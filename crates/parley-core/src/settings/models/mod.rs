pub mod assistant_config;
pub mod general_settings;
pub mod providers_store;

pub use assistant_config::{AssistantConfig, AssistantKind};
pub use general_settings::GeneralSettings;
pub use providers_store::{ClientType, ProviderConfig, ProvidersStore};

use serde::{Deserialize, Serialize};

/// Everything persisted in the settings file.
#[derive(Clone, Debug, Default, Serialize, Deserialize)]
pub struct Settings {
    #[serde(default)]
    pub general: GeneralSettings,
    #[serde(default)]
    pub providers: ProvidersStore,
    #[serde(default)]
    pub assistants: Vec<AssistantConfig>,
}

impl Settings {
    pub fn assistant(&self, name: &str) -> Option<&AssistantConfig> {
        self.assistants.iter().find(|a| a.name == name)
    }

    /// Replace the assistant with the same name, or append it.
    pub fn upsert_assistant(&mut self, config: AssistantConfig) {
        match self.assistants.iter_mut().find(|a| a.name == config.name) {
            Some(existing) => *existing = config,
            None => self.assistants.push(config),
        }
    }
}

+--

**What is needed:** Using the data above, show each line where "GeneralSettings" occurs.

**Written response:**
pub use general_settings::GeneralSettings;
    pub general: GeneralSettings,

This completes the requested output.